- How to complete this task
An exact reproduction of all the entries below is required.

- The data

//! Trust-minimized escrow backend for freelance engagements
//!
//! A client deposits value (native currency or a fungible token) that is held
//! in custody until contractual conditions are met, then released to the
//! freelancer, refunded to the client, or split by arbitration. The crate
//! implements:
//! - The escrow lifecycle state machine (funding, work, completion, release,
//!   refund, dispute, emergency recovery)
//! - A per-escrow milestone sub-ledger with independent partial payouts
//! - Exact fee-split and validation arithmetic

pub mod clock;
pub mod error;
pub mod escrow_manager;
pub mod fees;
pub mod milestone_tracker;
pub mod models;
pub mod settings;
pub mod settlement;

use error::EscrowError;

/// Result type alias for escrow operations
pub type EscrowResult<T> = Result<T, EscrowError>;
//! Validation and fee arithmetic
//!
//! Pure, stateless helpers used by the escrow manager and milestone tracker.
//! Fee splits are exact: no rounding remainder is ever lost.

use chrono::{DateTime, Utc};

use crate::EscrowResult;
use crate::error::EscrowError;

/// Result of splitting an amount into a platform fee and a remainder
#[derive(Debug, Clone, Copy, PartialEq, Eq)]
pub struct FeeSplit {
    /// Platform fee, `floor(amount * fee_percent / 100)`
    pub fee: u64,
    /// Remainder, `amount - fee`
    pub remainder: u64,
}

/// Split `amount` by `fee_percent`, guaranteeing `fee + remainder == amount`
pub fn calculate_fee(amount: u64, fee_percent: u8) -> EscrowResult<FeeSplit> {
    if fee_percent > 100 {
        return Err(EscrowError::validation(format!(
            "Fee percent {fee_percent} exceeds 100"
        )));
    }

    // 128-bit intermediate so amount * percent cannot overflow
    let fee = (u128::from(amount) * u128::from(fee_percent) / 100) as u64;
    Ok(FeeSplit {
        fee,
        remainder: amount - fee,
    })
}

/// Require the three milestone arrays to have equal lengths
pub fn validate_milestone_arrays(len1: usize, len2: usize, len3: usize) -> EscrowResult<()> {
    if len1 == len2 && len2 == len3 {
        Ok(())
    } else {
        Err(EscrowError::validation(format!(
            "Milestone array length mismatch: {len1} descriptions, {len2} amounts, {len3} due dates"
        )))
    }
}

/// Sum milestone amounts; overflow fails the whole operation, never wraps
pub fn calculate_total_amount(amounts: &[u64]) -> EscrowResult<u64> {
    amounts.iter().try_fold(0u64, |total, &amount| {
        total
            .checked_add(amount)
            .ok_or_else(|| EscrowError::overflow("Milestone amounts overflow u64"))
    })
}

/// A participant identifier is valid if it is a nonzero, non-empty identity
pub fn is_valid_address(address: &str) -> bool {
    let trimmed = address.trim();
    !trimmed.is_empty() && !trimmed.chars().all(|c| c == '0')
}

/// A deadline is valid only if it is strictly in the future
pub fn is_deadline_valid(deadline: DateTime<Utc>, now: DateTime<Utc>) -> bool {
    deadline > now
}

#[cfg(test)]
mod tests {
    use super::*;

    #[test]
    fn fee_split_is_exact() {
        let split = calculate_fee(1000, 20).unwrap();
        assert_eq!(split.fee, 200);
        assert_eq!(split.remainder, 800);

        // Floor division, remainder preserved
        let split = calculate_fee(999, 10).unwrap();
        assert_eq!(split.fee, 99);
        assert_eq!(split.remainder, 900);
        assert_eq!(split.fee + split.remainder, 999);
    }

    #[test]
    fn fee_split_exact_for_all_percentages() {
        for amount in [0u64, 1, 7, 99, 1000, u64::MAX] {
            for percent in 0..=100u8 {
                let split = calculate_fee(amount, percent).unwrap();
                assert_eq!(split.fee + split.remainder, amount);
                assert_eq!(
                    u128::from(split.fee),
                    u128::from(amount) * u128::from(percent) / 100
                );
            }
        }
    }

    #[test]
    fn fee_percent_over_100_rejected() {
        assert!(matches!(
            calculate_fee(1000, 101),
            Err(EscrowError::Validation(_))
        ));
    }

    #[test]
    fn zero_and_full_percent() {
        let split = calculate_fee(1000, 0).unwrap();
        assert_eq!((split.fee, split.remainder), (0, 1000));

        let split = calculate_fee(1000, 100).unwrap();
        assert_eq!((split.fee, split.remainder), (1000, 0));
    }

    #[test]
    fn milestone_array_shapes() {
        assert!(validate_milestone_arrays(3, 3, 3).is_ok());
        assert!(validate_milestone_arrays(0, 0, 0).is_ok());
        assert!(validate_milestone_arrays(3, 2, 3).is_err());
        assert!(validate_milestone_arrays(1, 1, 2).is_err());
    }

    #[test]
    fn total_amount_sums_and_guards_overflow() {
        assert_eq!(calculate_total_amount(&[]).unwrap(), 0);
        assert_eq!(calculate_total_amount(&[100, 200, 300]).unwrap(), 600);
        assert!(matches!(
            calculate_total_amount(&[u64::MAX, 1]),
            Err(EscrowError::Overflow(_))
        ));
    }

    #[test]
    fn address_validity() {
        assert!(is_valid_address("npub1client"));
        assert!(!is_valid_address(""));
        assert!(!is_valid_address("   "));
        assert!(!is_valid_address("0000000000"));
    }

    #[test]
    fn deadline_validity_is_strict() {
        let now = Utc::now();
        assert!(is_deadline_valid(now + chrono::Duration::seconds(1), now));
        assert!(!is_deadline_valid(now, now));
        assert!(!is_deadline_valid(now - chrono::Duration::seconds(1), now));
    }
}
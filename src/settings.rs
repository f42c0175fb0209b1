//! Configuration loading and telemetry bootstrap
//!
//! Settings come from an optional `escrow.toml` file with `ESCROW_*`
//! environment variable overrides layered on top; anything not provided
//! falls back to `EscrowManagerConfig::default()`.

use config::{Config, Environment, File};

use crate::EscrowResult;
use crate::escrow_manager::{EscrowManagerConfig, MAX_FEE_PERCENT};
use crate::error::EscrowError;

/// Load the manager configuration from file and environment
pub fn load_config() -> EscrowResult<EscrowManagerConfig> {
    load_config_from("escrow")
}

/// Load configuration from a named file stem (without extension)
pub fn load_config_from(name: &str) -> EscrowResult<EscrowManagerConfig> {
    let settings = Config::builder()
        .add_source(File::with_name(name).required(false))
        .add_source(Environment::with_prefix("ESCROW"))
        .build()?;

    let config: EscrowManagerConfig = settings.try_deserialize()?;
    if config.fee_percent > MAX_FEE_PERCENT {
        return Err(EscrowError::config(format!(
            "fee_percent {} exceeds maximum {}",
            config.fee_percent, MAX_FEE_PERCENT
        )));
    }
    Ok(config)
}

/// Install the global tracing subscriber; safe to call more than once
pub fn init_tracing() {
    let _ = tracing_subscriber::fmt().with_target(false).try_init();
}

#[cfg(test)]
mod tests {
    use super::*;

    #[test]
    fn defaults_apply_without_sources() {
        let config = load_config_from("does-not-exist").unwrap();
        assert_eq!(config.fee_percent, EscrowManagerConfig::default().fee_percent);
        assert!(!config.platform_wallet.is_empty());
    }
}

- Written answer
//! Trust-minimized escrow backend for freelance engagements
//!
//! A client deposits value (native currency or a fungible token) that is held
//! in custody until contractual conditions are met, then released to the
//! freelancer, refunded to the client, or split by arbitration. The crate
//! implements:
//! - The escrow lifecycle state machine (funding, work, completion, release,
//!   refund, dispute, emergency recovery)
//! - A per-escrow milestone sub-ledger with independent partial payouts
//! - Exact fee-split and validation arithmetic

pub mod clock;
pub mod error;
pub mod escrow_manager;
pub mod fees;
pub mod milestone_tracker;
pub mod models;
pub mod settings;
pub mod settlement;

use error::EscrowError;

/// Result type alias for escrow operations
pub type EscrowResult<T> = Result<T, EscrowError>;
//! Validation and fee arithmetic
//!
//! Pure, stateless helpers used by the escrow manager and milestone tracker.
//! Fee splits are exact: no rounding remainder is ever lost.

use chrono::{DateTime, Utc};

use crate::EscrowResult;
use crate::error::EscrowError;

/// Result of splitting an amount into a platform fee and a remainder
#[derive(Debug, Clone, Copy, PartialEq, Eq)]
pub struct FeeSplit {
    /// Platform fee, `floor(amount * fee_percent / 100)`
    pub fee: u64,
    /// Remainder, `amount - fee`
    pub remainder: u64,
}

/// Split `amount` by `fee_percent`, guaranteeing `fee + remainder == amount`
pub fn calculate_fee(amount: u64, fee_percent: u8) -> EscrowResult<FeeSplit> {
    if fee_percent > 100 {
        return Err(EscrowError::validation(format!(
            "Fee percent {fee_percent} exceeds 100"
        )));
    }

    // 128-bit intermediate so amount * percent cannot overflow
    let fee = (u128::from(amount) * u128::from(fee_percent) / 100) as u64;
    Ok(FeeSplit {
        fee,
        remainder: amount - fee,
    })
}

/// Require the three milestone arrays to have equal lengths
pub fn validate_milestone_arrays(len1: usize, len2: usize, len3: usize) -> EscrowResult<()> {
    if len1 == len2 && len2 == len3 {
        Ok(())
    } else {
        Err(EscrowError::validation(format!(
            "Milestone array length mismatch: {len1} descriptions, {len2} amounts, {len3} due dates"
        )))
    }
}

/// Sum milestone amounts; overflow fails the whole operation, never wraps
pub fn calculate_total_amount(amounts: &[u64]) -> EscrowResult<u64> {
    amounts.iter().try_fold(0u64, |total, &amount| {
        total
            .checked_add(amount)
            .ok_or_else(|| EscrowError::overflow("Milestone amounts overflow u64"))
    })
}

/// A participant identifier is valid if it is a nonzero, non-empty identity
pub fn is_valid_address(address: &str) -> bool {
    let trimmed = address.trim();
    !trimmed.is_empty() && !trimmed.chars().all(|c| c == '0')
}

/// A deadline is valid only if it is strictly in the future
pub fn is_deadline_valid(deadline: DateTime<Utc>, now: DateTime<Utc>) -> bool {
    deadline > now
}

#[cfg(test)]
mod tests {
    use super::*;

    #[test]
    fn fee_split_is_exact() {
        let split = calculate_fee(1000, 20).unwrap();
        assert_eq!(split.fee, 200);
        assert_eq!(split.remainder, 800);

        // Floor division, remainder preserved
        let split = calculate_fee(999, 10).unwrap();
        assert_eq!(split.fee, 99);
        assert_eq!(split.remainder, 900);
        assert_eq!(split.fee + split.remainder, 999);
    }

    #[test]
    fn fee_split_exact_for_all_percentages() {
        for amount in [0u64, 1, 7, 99, 1000, u64::MAX] {
            for percent in 0..=100u8 {
                let split = calculate_fee(amount, percent).unwrap();
                assert_eq!(split.fee + split.remainder, amount);
                assert_eq!(
                    u128::from(split.fee),
                    u128::from(amount) * u128::from(percent) / 100
                );
            }
        }
    }

    #[test]
    fn fee_percent_over_100_rejected() {
        assert!(matches!(
            calculate_fee(1000, 101),
            Err(EscrowError::Validation(_))
        ));
    }

    #[test]
    fn zero_and_full_percent() {
        let split = calculate_fee(1000, 0).unwrap();
        assert_eq!((split.fee, split.remainder), (0, 1000));

        let split = calculate_fee(1000, 100).unwrap();
        assert_eq!((split.fee, split.remainder), (1000, 0));
    }

    #[test]
    fn milestone_array_shapes() {
        assert!(validate_milestone_arrays(3, 3, 3).is_ok());
        assert!(validate_milestone_arrays(0, 0, 0).is_ok());
        assert!(validate_milestone_arrays(3, 2, 3).is_err());
        assert!(validate_milestone_arrays(1, 1, 2).is_err());
    }

    #[test]
    fn total_amount_sums_and_guards_overflow() {
        assert_eq!(calculate_total_amount(&[]).unwrap(), 0);
        assert_eq!(calculate_total_amount(&[100, 200, 300]).unwrap(), 600);
        assert!(matches!(
            calculate_total_amount(&[u64::MAX, 1]),
            Err(EscrowError::Overflow(_))
        ));
    }

    #[test]
    fn address_validity() {
        assert!(is_valid_address("npub1client"));
        assert!(!is_valid_address(""));
        assert!(!is_valid_address("   "));
        assert!(!is_valid_address("0000000000"));
    }

    #[test]
    fn deadline_validity_is_strict() {
        let now = Utc::now();
        assert!(is_deadline_valid(now + chrono::Duration::seconds(1), now));
        assert!(!is_deadline_valid(now, now));
        assert!(!is_deadline_valid(now - chrono::Duration::seconds(1), now));
    }
}
filename src/settings.rs
repository f42c0175fb0209b1
//! Configuration loading and telemetry bootstrap
//!
//! Settings come from an optional `escrow.toml` file with `ESCROW_*`
//! environment variable overrides layered on top; anything not provided
//! falls back to `EscrowManagerConfig::default()`.

use config::{Config, Environment, File};

use crate::EscrowResult;
use crate::escrow_manager::{EscrowManagerConfig, MAX_FEE_PERCENT};
use crate::error::EscrowError;

/// Load the manager configuration from file and environment
pub fn load_config() -> EscrowResult<EscrowManagerConfig> {
    load_config_from("escrow")
}

/// Load configuration from a named file stem (without extension)
pub fn load_config_from(name: &str) -> EscrowResult<EscrowManagerConfig> {
    let settings = Config::builder()
        .add_source(File::with_name(name).required(false))
        .add_source(Environment::with_prefix("ESCROW"))
        .build()?;

    let config: EscrowManagerConfig = settings.try_deserialize()?;
    if config.fee_percent > MAX_FEE_PERCENT {
        return Err(EscrowError::config(format!(
            "fee_percent {} exceeds maximum {}",
            config.fee_percent, MAX_FEE_PERCENT
        )));
    }
    Ok(config)
}

/// Install the global tracing subscriber; safe to call more than once
pub fn init_tracing() {
    let _ = tracing_subscriber::fmt().with_target(false).try_init();
}

#[cfg(test)]
mod tests {
    use super::*;

    #[test]
    fn defaults_apply_without_sources() {
        let config = load_config_from("does-not-exist").unwrap();
        assert_eq!(config.fee_percent, EscrowManagerConfig::default().fee_percent);
        assert!(!config.platform_wallet.is_empty());
    }
}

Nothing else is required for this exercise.